▶ _DATA SECTION_
# # # # #

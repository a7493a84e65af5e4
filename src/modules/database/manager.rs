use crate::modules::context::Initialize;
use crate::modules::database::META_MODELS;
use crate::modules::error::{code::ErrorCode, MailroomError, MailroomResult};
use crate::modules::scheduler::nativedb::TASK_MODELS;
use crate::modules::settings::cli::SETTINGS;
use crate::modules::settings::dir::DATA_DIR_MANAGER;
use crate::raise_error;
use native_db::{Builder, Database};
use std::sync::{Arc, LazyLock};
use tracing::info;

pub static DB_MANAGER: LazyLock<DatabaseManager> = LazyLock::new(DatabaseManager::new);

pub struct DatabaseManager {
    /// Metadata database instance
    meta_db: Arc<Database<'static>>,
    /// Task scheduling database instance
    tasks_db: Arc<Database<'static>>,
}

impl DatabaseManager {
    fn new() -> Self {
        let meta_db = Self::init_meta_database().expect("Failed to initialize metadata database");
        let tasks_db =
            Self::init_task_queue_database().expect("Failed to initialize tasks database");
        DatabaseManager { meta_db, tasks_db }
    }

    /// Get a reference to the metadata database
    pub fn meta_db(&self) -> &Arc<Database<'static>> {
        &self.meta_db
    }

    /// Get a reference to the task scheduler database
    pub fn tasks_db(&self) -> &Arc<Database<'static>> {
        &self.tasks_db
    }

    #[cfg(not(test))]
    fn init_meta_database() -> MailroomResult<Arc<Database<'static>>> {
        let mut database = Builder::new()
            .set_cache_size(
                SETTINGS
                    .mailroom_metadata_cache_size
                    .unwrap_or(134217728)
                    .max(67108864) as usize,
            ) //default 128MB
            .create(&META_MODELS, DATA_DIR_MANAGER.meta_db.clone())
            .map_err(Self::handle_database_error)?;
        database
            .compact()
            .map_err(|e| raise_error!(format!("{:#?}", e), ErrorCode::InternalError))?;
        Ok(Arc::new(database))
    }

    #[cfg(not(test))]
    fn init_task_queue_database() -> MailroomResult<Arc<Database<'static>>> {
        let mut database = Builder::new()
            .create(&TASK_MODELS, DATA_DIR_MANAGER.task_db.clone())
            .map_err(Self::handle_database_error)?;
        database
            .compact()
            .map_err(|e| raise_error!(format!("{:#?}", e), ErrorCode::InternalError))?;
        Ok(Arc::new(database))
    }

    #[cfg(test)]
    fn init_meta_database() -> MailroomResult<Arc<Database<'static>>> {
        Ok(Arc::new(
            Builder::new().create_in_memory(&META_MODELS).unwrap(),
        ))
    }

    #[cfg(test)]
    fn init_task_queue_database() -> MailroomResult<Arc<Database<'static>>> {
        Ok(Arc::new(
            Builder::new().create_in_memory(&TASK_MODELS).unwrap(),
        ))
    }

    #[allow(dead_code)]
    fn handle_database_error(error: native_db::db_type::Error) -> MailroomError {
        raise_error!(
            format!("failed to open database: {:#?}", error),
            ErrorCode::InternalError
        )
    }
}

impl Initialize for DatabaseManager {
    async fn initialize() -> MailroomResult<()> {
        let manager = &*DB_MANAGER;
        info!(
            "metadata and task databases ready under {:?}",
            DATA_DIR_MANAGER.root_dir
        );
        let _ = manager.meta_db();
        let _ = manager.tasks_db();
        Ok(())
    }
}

# # # # #

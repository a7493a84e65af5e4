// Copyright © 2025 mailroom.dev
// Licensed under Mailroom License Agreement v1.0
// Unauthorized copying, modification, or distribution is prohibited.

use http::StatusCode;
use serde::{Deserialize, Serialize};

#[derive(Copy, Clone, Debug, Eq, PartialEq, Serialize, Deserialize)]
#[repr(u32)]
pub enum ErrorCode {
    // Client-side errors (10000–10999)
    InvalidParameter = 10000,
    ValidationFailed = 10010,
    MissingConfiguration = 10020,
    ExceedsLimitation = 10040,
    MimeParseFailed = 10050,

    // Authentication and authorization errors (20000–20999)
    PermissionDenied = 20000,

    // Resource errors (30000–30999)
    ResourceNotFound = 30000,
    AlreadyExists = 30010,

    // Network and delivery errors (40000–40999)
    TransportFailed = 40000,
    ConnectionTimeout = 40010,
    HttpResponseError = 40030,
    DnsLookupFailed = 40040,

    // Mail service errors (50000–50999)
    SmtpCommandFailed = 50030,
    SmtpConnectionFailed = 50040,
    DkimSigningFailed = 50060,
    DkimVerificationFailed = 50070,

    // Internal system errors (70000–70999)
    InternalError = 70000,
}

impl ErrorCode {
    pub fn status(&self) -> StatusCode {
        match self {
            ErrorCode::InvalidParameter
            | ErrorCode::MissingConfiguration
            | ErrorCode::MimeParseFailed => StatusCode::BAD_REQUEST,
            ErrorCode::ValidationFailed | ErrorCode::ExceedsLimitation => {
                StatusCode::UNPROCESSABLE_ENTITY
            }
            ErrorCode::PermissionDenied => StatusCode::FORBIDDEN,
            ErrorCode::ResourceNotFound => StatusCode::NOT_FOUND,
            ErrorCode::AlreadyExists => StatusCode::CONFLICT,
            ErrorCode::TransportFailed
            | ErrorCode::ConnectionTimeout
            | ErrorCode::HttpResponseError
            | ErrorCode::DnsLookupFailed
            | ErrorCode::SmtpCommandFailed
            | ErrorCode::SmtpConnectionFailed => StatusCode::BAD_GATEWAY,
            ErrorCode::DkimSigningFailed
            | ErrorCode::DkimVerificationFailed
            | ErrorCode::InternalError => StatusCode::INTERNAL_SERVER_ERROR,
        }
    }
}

# # # # #

How many lines of the listing contain "SmtpConnectionFailed"? Say only that number.

2